Scrapy is application framework that allows you to crawl for wider range of applications

Key Components

Architecture overview from Scrapy’s official doc has following diagram, which explain flow of data

../../_images/scrapy_architecture_02.png

Following explains main components of Scrapy

  1. Scrapy Engine: Co-ordinates all data flow between components

  2. Scheduler: Enqueueing and storage of URLs is the main job of this component. It gets them as Request objects from Engine

  3. Downloader: This is the component that actually does the job of downloading page. This gets feeded back to Spider via Engine by means of Response objects

  4. Spiders: Custom class written with logic to
    • Parse Response

    • Extract Item

  5. Item Pipeline: Contains logic to process all items once extracted, this include:
    • Cleansing

    • Validation

    • Persistance

  6. Downloader middlewares: Set of hooks that sit between Engine and Downloader.

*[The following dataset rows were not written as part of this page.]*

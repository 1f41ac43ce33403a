//! Access status resolution

use once_cell::sync::Lazy;
use regex::Regex;

use crate::emu::EmuRecord;
use crate::models::AccessStatus;

/// Free-text access restrictions field
pub const ACCESS_FIELD: &str = "EADAccessRestrictions";

static ACCESS_PATTERN: Lazy<Regex> = Lazy::new(|| {
    Regex::new(r"(?i)\b(access:?\s+)?(part[ -]restricted|open|closed|restricted)\b")
        .expect("valid access pattern")
});

/// Resolved access for a record
#[derive(Debug, Clone, PartialEq, Eq, Default)]
pub struct Access {
    pub status: AccessStatus,
    /// Conditions text with the matched status phrase removed
    pub conditions: Option<String>,
}

/// Find a status keyword in one conditions text
pub fn find_access(conditions: &str) -> Option<Access> {
    let found = ACCESS_PATTERN.captures(conditions)?;
    let phrase = found.get(0)?.as_str();
    let status = AccessStatus::from_keyword(found.get(2)?.as_str());
    let residual = conditions
        .replace(phrase, "")
        .replace("  ", " ")
        .trim_matches(|c| c == '.' || c == ' ')
        .to_string();
    Some(Access {
        status,
        conditions: if residual.is_empty() { None } else { Some(residual) },
    })
}

/// Resolve access from the record's own conditions, then its ancestors',
/// nearest first. The first text naming a status wins.
pub fn resolve_access(record: &EmuRecord) -> Access {
    let own = record.get(ACCESS_FIELD);
    let candidates = own
        .into_iter()
        .chain(record.ancestors().into_iter().filter_map(|a| a.get(ACCESS_FIELD)));
    for text in candidates {
        if let Some(access) = find_access(text) {
            return access;
        }
    }
    Access {
        status: AccessStatus::NotDetermined,
        conditions: own.map(String::from),
    }
}

#[cfg(test)]
mod tests {
    use super::*;
    use crate::emu::{Value, PARENT_REF};

    #[test]
    fn test_single_keyword_gives_empty_conditions() {
        for (text, status) in [
            ("Open", AccessStatus::Open),
            ("Closed.", AccessStatus::Closed),
            ("Restricted", AccessStatus::Restricted),
            ("Part restricted", AccessStatus::PartRestricted),
            ("part-restricted", AccessStatus::PartRestricted),
            ("Access: Closed", AccessStatus::Closed),
        ] {
            let access = find_access(text).unwrap();
            assert_eq!(access.status, status, "{}", text);
            assert_eq!(access.conditions, None, "{}", text);
        }
    }

    #[test]
    fn test_residual_conditions() {
        let access = find_access("Closed. Contact the archivist for permission.").unwrap();
        assert_eq!(access.status, AccessStatus::Closed);
        assert_eq!(access.conditions.as_deref(), Some("Contact the archivist for permission"));
        assert!(find_access("Access restrictions apply to staff files").is_none());
    }

    #[test]
    fn test_inherits_from_nearest_ancestor() {
        let series = EmuRecord::new().with(ACCESS_FIELD, "Open");
        let parent = EmuRecord::new()
            .with(ACCESS_FIELD, "Closed until 2030")
            .with_value(PARENT_REF, Value::Node(series));
        let record = EmuRecord::new()
            .with(ACCESS_FIELD, "See series")
            .with_value(PARENT_REF, Value::Node(parent));

        let access = resolve_access(&record);
        assert_eq!(access.status, AccessStatus::Closed);
        assert_eq!(access.conditions.as_deref(), Some("until 2030"));
    }

    #[test]
    fn test_undetermined_keeps_own_text() {
        let record = EmuRecord::new().with(ACCESS_FIELD, "Ask at desk");
        let access = resolve_access(&record);
        assert_eq!(access.status, AccessStatus::NotDetermined);
        assert_eq!(access.conditions.as_deref(), Some("Ask at desk"));
        assert_eq!(resolve_access(&EmuRecord::new()), Access::default());
    }
}
impl BatchOptions {
    pub fn new(batch_id: impl Into<String>) -> Self {
        Self {
            batch_id: batch_id.into(),
            sort_by: None,
        }
    }

    pub fn sorted_by(mut self, field: &str) -> Self {
        self.sort_by = Some(field.to_string());
        self
    }
}

/// One written spreadsheet
#[derive(Debug, Clone, PartialEq, Eq)]
pub struct BatchReport {
    pub template: String,
    pub chunk: usize,
    pub rows: usize,
    pub sheet: PathBuf,
    pub asset_dir: PathBuf,
}

/// Rows per template awaiting serialization
#[derive(Debug, Default)]
pub struct BatchAccumulator {
    templates: TemplateStore,
    rows: IndexMap<String, Vec<Row>>,
}

impl BatchAccumulator {
    pub fn new(templates: TemplateStore) -> Self {
        Self {
            templates,
            rows: IndexMap::new(),
        }
    }

    pub fn templates(&self) -> &TemplateStore {
        &self.templates
    }

    /// Add a row to a template.
    ///
    /// Fails if the row has fields outside the template. Returns `false`
    /// when an identical row is already present.
    pub fn add_row(&mut self, template: &str, row: Row) -> AppResult<bool> {
        let target = self.templates.get(template)?;
        let unknown = row.unknown_keys(&target.fields);
        if !unknown.is_empty() {
            return Err(AppError::UnknownFields {
                template: target.name.clone(),
                fields: unknown,
            });
        }

        let name = target.name.clone();
        let ordered = row.ordered(&target.fields);
        let rows = self.rows.entry(name.clone()).or_default();
        if rows.contains(&ordered) {
            tracing::info!(
                "{} is already in template {}",
                ordered.sort_key(NODE_TITLE),
                name
            );
            return Ok(false);
        }
        rows.push(ordered);
        Ok(true)
    }

    /// Remove and return the rows of a template whose fields equal every
    /// `(field, value)` pair
    pub fn pop_rows(&mut self, template: &str, criteria: &[(&str, &str)]) -> Vec<Row> {
        let Some(rows) = self.rows.get_mut(&template.to_lowercase()) else {
            return Vec::new();
        };
        let (matched, kept): (Vec<Row>, Vec<Row>) = std::mem::take(rows)
            .into_iter()
            .partition(|row| criteria.iter().all(|(field, value)| row.sort_key(field) == *value));
        *rows = kept;
        matched
    }

    pub fn rows(&self, template: &str) -> &[Row] {
        self.rows
            .get(&template.to_lowercase())
            .map(Vec::as_slice)
            .unwrap_or(&[])
    }

    /// Total rows held
    pub fn len(&self) -> usize {
        self.rows.values().map(Vec::len).sum()
    }

    pub fn is_empty(&self) -> bool {
        self.len() == 0
    }

    /// Write every template's rows as `<template>_<batch_id>_<n>` batches and
    /// empty the accumulator. On error the rows of the failing template and
    /// every template after it stay in the accumulator.
    pub fn serialize(
        &mut self,
        out_dir: &Path,
        options: &BatchOptions,
        sink: &dyn TabularSink,
        merger: &dyn PdfMerger,
    ) -> AppResult<Vec<BatchReport>> {
        let mut reports = Vec::new();
        let mut pending = std::mem::take(&mut self.rows).into_iter();
        while let Some((name, mut rows)) = pending.next() {
            match self.write_template(&name, &mut rows, out_dir, options, sink, merger) {
                Ok(written) => reports.extend(written),
                Err(e) => {
                    self.rows.insert(name, rows);
                    self.rows.extend(pending);
                    return Err(e);
                }
            }
        }
        Ok(reports)
    }

    fn write_template(
        &self,
        name: &str,
        rows: &mut [Row],
        out_dir: &Path,
        options: &BatchOptions,
        sink: &dyn TabularSink,
        merger: &dyn PdfMerger,
    ) -> AppResult<Vec<BatchReport>> {
        let template = self.templates.get(name)?;
        tracing::info!("{}: {} rows", name, rows.len());
        if let Some(field) = &options.sort_by {
            rows.sort_by_cached_key(|row| row.sort_key(field));
        }

        let mut reports = Vec::new();
        for (index, chunk) in rows.chunks(template.row_limit).enumerate() {
            let chunk_number = index + 1;
            let batch_name = format!("{}_{}_{}", name, options.batch_id, chunk_number);
            let asset_dir = out_dir.join(&batch_name);
            fs::create_dir_all(&asset_dir)?;

            let mut writer = ChunkWriter::new(&batch_name, &asset_dir, merger);
            let cells: Vec<Vec<Option<String>>> = chunk
                .iter()
                .map(|row| writer.normalise(row.clone(), template))
                .collect();
            let sheet = sink.write_sheet(&out_dir.join(&batch_name), &template.fields, &cells)?;
            tracing::info!("{}: {} rows", batch_name, cells.len());

            reports.push(BatchReport {
                template: name.to_string(),
                chunk: chunk_number,
                rows: cells.len(),
                sheet,
                asset_dir,
            });
        }
        Ok(reports)
    }
}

  7. Spider middlewares: Set of hooks that site between Engine and Spider

Quickstart

  1. Create a project using

scrapy startproject tutorial
  1. Spider class custom contains logic to scrape information from one or more sites. This is generally extended from scrapy.Spider. Following information is also provided:
    • Initial request

    • How to follow links on page

    • How to parse downloaded information

E.g. create quotes_spider.py within spiders directory

import scrapy


class QuotesSpider(scrapy.Spider):
    name = "quotes"

    def start_requests(self):
        urls = [
            'http://quotes.toscrape.com/page/1/',
            'http://quotes.toscrape.com/page/2/',
        ]
        for url in urls:
            yield scrapy.Request(url=url, callback=self.parse)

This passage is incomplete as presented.